Depressed Sur Mer! 2/2
Following on from my last post…. What have I been doing this summer then? Well…
I’ve come to the understanding that I’ve got Depression, “medically diagnosed” as of 24 September. I suppose it makes sense cus how else will you explain being angry all the time, making a series of shit decisions, including selling the Langster and more importantly, ending the 5 year relationship with my now ex-girlfriend? Obviously that’s not what caused it, there are other things but definitely quite a chunk to swallow all in one go. Not to mention making endless plans to do things but not actually doing ANY of them. At the time though, in my mind, I was adamant that I was making the right decisions, completely unaware of how these things were really affecting me, and more importantly those around me.
Now I’m not expecting you to feel sorry for me as you read this. There are far worse things that could have happened, but it has made me realise that Depression is a real thing. I like to think I’m quite strong minded and didnt actually give people who suffered with it alot of time of day, unless I got the impression that they were genuinely trying to overcome what they spoke about. I mean I know people who, in my opinion, use it as an excuse to just be shit but having realised this about myself, it’s made me take a few steps back and think that, actually, I have no idea what the next person is going through or experiencing. So who am I to judge the next man? That’s what life’s about I suppose, what you feel and experience is all relevant to your situation!
So do I have regrets? Yep.. I would definitely have done things differently. But at the same time I’m grateful to have learnt this lesson and need to move on.
What have I been up to biek related?
It’s weird, I always thought I would like to have one of each bike to add a bit of variation to what I do i.e. use the peogeot for leisurly beach/bbq runs with (now ex) legf and have a dedicated fast fixed bike for when I’m out with the lads leaving Cardboard George in the distance. You know? I’ve actually finished the peugeot and dont get me wrong it’s pretty damn awesome but not having the quick bike means that I’ve been feeling a bit lost lately (All making sense? haha).
Thinking about it now, the lost feeling is probably more deeply rooted… but that’s what I thought it was. Almost like a realisation, you know?
Right before selling, I got the Lengster to a pretty much perfect stage where the fit was just right and I was more than happy to use it for anything be it ruining my legs up the Purbecks or going slow for ponies through the Forest. So why did I sell it? I dont know, probably cus I’m an idiot and that deeply rooted feeling of lostness was misconstrued for being a desire for variety – all bike focused happiness!
It made me think that finding a steel version of the Lengster was the way forward. I was wrong.

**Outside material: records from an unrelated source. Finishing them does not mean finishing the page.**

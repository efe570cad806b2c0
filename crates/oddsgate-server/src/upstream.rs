//! Outbound HTTP client for backend fetches.

use std::time::Duration;

use oddsgate_core::{GatewayError, Service};
use serde_json::Value;
use tracing::{debug, warn};

/// Thin wrapper around a shared `reqwest::Client`. Each fetch is a GET with
/// optional query parameters; a 2xx body parses as JSON, everything else is
/// a categorized failure carrying the service identity.
#[derive(Clone)]
pub struct BackendClient {
    http: reqwest::Client,
}

impl BackendClient {
    pub fn new(timeout: Duration) -> Result<Self, GatewayError> {
        let http = reqwest::Client::builder()
            .timeout(timeout)
            .build()
            .map_err(|e| GatewayError::configuration(format!("http client init failed: {e}")))?;
        Ok(Self { http })
    }

    /// Issue `GET {base}{path}` with the given query parameters.
    pub async fn get_json(
        &self,
        service: Service,
        base: &str,
        path: &str,
        query: &[(&str, &str)],
    ) -> Result<Value, GatewayError> {
        let url = format!("{base}{path}");

        let mut request = self.http.get(&url);
        if !query.is_empty() {
            request = request.query(query);
        }

        debug!(service = %service, url = %url, "fetching from backend");

        let response = request
            .send()
            .await
            .map_err(|e| categorize(service, &e))?;

        let status = response.status();
        if !status.is_success() {
            warn!(service = %service, url = %url, status = %status, "backend returned non-success");
            return Err(GatewayError::upstream_status(service, status.as_u16()));
        }

        response
            .json::<Value>()
            .await
            .map_err(|e| GatewayError::malformed(service, e.to_string()))
    }
}

fn categorize(service: Service, err: &reqwest::Error) -> GatewayError {
    if err.is_timeout() {
        GatewayError::timeout(service)
    } else {
        // Connection refused, DNS failure and friends all mean the instance
        // could not be reached; keep the detail for the log line.
        GatewayError::unreachable(service, err.to_string())
    }
}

Suppose it ties in with everything I said earlier. I thought I was making the right decisions based on what would make me happy, but that wasn’t really dealing with the issue now was it? Obviously (or maybe not so obviously?) this “persuit of happiness” was all in vain. By focussing on bikes I inadvertently pushed legf (and even some friends) away, not realising that I should have probably tackled the issues that got me to that state in the first place!
That’s another story altogether though and I won’t bother writing about it too much.
The 6 points on my licence, being kicked out of my original living situation unexpectedly, and other family issues… Bikes is what I turned to to get me out of that patch.
Like I said though, dont feel sorry for me. I know people who have gone through much worse, but it’s this realisation that made me realise that I need to appreciate what I have because there’s always someone out there who has even less!
Back on topic though, I have dabbled and given a few bikes on ebay a punt as I get my Graham Weigh built up, and I’ve got rid of all of them already lol. So as you can imagine, and as some of you know, the struggle for my ultimate fixeh continues.
I had a mare though cus I sold the Langster frame on it’s own for a fairly respectable sum and put all the parts up for sale separately on lfgss to make more ‘dollar dollar bills ya’ll’. Thing is, I was so impatient and thought that eBay was probably my next best bet after they’d been for sell for a few weeks. Well… I started them all on .99p auctions and guess what?! Most of them sold for that fucking price. The worst though was my Stronlight Chainring and crankset which sold for £18 including postage.
In hindsight then I probably should have kept the parts to get my Graham pls built up but hey ho. I usually find good bragains on the bay so I guess it was just somebody else’s turn.
Other than that, I’ve been doing a lot more iPhone photography than before. I’ll do a little write up asking your opinions on things and I’ll also be sure to include more happy / vibrant pictures ha. (I just thought the b&w theme was quite fitting with the content. Apologies if you think otherwise.)
As for this post, what have I learnt?
We’re people, and people are vulnerable and weak and have flaws. Pretending that you’re not will most probably cause more harm than good. Communication is important too! But I’m sure most people know this amiright? I’m the only dumbass to only have learnt it now. The hard way!
So that’s what I’ve been up to.
P.s. I hope by now you picked up on my genius titles? Being a two part post, if you swap the titles round it reads “Velo Sur Mer” and “Depressed Summer”, that’s basically what 2014 has been for me.
Onwards and upwards!
“You will have bad times, but they will always wake you up to the stuff you weren’t paying attention to.”